Read more in the full article here.

Related article:
Tim Cook described as ‘riveting,’ a ‘machine’ in new book ‘Haunted Empire, Apple After Steve Jobs’ – March 1, 2014

20 Comments

    1. I’d rather have a dick in charge of Apple than a Mr. Potato Head that sends me to sleep every time he speaks. Steve created sparks and from those sparks flew originality and creative innovation. He also had taste, something that Cook is obviously missing. Taste and elegance, something that cannot be found in Cook’s DNA, no matter how hard you search.

      1. You’re right Jo. Excellent logic. I suppose by the same logic Hitler wasn’t a scumbag because he never personally tattooed your arm and gassed your friends? I pretty clearly state that I miss knowing he was in charge. He was brilliant beyond compare. That said, he beaned people in the forehead with pens when they said things he didn’t like and called others pieces of shit. That counts as dick-behavior in my book.

        1. Um, I’d like to apologize for that last post. It’s never cool to casually reference the holocaust. If I could delete it I would. Please accept my apologies.

          1. … may well be true, it just does not apply in this case. Jobs was not compared to Hitler. @Higo called Jobs a dick – while calling him brilliant. From what I’ve heard, that’s the case. @Higo then referred to Hitler to counter what @Jo said.
            Me? I think Cook is doing a pretty good job. It can be rough following iconic greatness and Cook pales beside the memory of Jobs. Anyone surprised?
            @Derek? Let’s try reading what we are replying to – first.

            1. The problem with “Dick” argument is that Jobs was “dick” to those to whom he was “dick”, and he was not dick to those to whom he was not “dick”.

              The point is that in reality Jobs was never “dick” to most of people, but you mostly hear stories from the vocal minority due to sensationalism.

  1. As I’ve said here several times, you cannot overlook the influence, vision, and importance of both Eddy Cue and Phil Schiller at Apple, both during Steve Jobs tenure and since.

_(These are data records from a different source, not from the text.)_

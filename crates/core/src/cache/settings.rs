//! On-device key/value settings.
//!
//! Backs the credential store and the push subscription ledger.

use async_trait::async_trait;
use chrono::Utc;
use tokio_rusqlite::params;
use tokio_rusqlite::rusqlite;

use super::connection::CacheDb;
use super::encode_ts;
use crate::Error;
use crate::auth::CredentialStore;
use crate::model::SubscriptionRecord;
use crate::store::SubscriptionLedger;

const CREDENTIAL_KEY: &str = "credential";
const SUBSCRIPTION_KEY: &str = "push_subscription";

impl CacheDb {
    pub async fn get_setting(&self, key: &str) -> Result<Option<String>, Error> {
        let key = key.to_string();
        self.conn
            .call(move |conn| -> Result<Option<String>, Error> {
                match conn.query_row("SELECT value FROM settings WHERE key = ?1", params![key], |row| row.get(0)) {
                    Ok(value) => Ok(Some(value)),
                    Err(rusqlite::Error::QueryReturnedNoRows) => Ok(None),
                    Err(e) => Err(e.into()),
                }
            })
            .await
            .map_err(Error::from)
    }

    pub async fn put_setting(&self, key: &str, value: &str) -> Result<(), Error> {
        let key = key.to_string();
        let value = value.to_string();
        let updated_at = encode_ts(&Utc::now());
        self.conn
            .call(move |conn| -> Result<(), Error> {
                conn.execute(
                    "INSERT INTO settings (key, value, updated_at) VALUES (?1, ?2, ?3)
                     ON CONFLICT(key) DO UPDATE SET value = excluded.value, updated_at = excluded.updated_at",
                    params![key, value, updated_at],
                )?;
                Ok(())
            })
            .await
            .map_err(Error::from)
    }

    /// Remove a setting. Returns whether it existed.
    pub async fn delete_setting(&self, key: &str) -> Result<bool, Error> {
        let key = key.to_string();
        self.conn
            .call(move |conn| -> Result<bool, Error> {
                let removed = conn.execute("DELETE FROM settings WHERE key = ?1", params![key])?;
                Ok(removed > 0)
            })
            .await
            .map_err(Error::from)
    }
}

#[async_trait]
impl CredentialStore for CacheDb {
    async fn get_credential(&self) -> Result<Option<String>, Error> {
        self.get_setting(CREDENTIAL_KEY).await
    }

    async fn set_credential(&self, token: &str) -> Result<(), Error> {
        if token.is_empty() {
            return Err(Error::InvalidInput("credential cannot be empty".into()));
        }
        self.put_setting(CREDENTIAL_KEY, token).await
    }

    async fn clear_credential(&self) -> Result<(), Error> {
        self.delete_setting(CREDENTIAL_KEY).await.map(|_| ())
    }
}

#[async_trait]
impl SubscriptionLedger for CacheDb {
    async fn load_subscription(&self) -> Result<Option<SubscriptionRecord>, Error> {
        match self.get_setting(SUBSCRIPTION_KEY).await? {
            Some(raw) => Ok(Some(serde_json::from_str(&raw)?)),
            None => Ok(None),
        }
    }

    async fn save_subscription(&self, record: &SubscriptionRecord) -> Result<(), Error> {
        let raw = serde_json::to_string(record)?;
        self.put_setting(SUBSCRIPTION_KEY, &raw).await
    }

    async fn clear_subscription(&self) -> Result<(), Error> {
        self.delete_setting(SUBSCRIPTION_KEY).await.map(|_| ())
    }
}

#[cfg(test)]
mod tests {
    use super::*;
    use crate::model::{PushKeys, PushSubscription};

    #[tokio::test]
    async fn test_settings_roundtrip() {
        let db = CacheDb::open_in_memory().await.unwrap();
        assert!(db.get_setting("theme").await.unwrap().is_none());

        db.put_setting("theme", "dark").await.unwrap();
        db.put_setting("theme", "light").await.unwrap();
        assert_eq!(db.get_setting("theme").await.unwrap().as_deref(), Some("light"));

        assert!(db.delete_setting("theme").await.unwrap());
        assert!(!db.delete_setting("theme").await.unwrap());
    }

    #[tokio::test]
    async fn test_credential_store() {
        let db = CacheDb::open_in_memory().await.unwrap();
        db.set_credential("abc").await.unwrap();
        assert_eq!(db.get_credential().await.unwrap().as_deref(), Some("abc"));

        db.clear_credential().await.unwrap();
        db.clear_credential().await.unwrap();
        assert!(db.get_credential().await.unwrap().is_none());

        assert!(matches!(db.set_credential("").await, Err(Error::InvalidInput(_))));
    }

    #[tokio::test]
    async fn test_subscription_ledger() {
        let db = CacheDb::open_in_memory().await.unwrap();
        assert!(db.load_subscription().await.unwrap().is_none());

        let record = SubscriptionRecord {
            subscription: PushSubscription {
                endpoint: "https://push.example.com/abc".into(),
                keys: PushKeys { p256dh: "p".into(), auth: "a".into() },
            },
            remote_confirmed: false,
            local_fallback: true,
            last_change: Utc::now(),
        };

        db.save_subscription(&record).await.unwrap();
        assert_eq!(db.load_subscription().await.unwrap(), Some(record));

        db.clear_subscription().await.unwrap();
        assert!(db.load_subscription().await.unwrap().is_none());
    }

    #[tokio::test]
    async fn test_corrupt_subscription_is_reported() {
        let db = CacheDb::open_in_memory().await.unwrap();
        db.put_setting(SUBSCRIPTION_KEY, "{not json").await.unwrap();
        assert!(matches!(db.load_subscription().await, Err(Error::Corrupt(_))));
    }
}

  2. The way it looks to me, it took Steve Jobs to pull Apple together and point it in the right direction. And he had enough time to make it stick.
    Apple knows what it does and where it is going.
    The people at Apple are being channeled in that direction.

  3. The book may be different, but there is nothing in the linked article that supports the opening statement

    “The premise of Yukari Iwatani Kane’s upcoming book is that Apple under the reign of Tim Cook is still struggling to secure its footing following the passing of Steve Jobs,” … and that “Apple has lost some of its innovative spirit and is already in the midst of a massive transformation, devolving from a great company into a good one.”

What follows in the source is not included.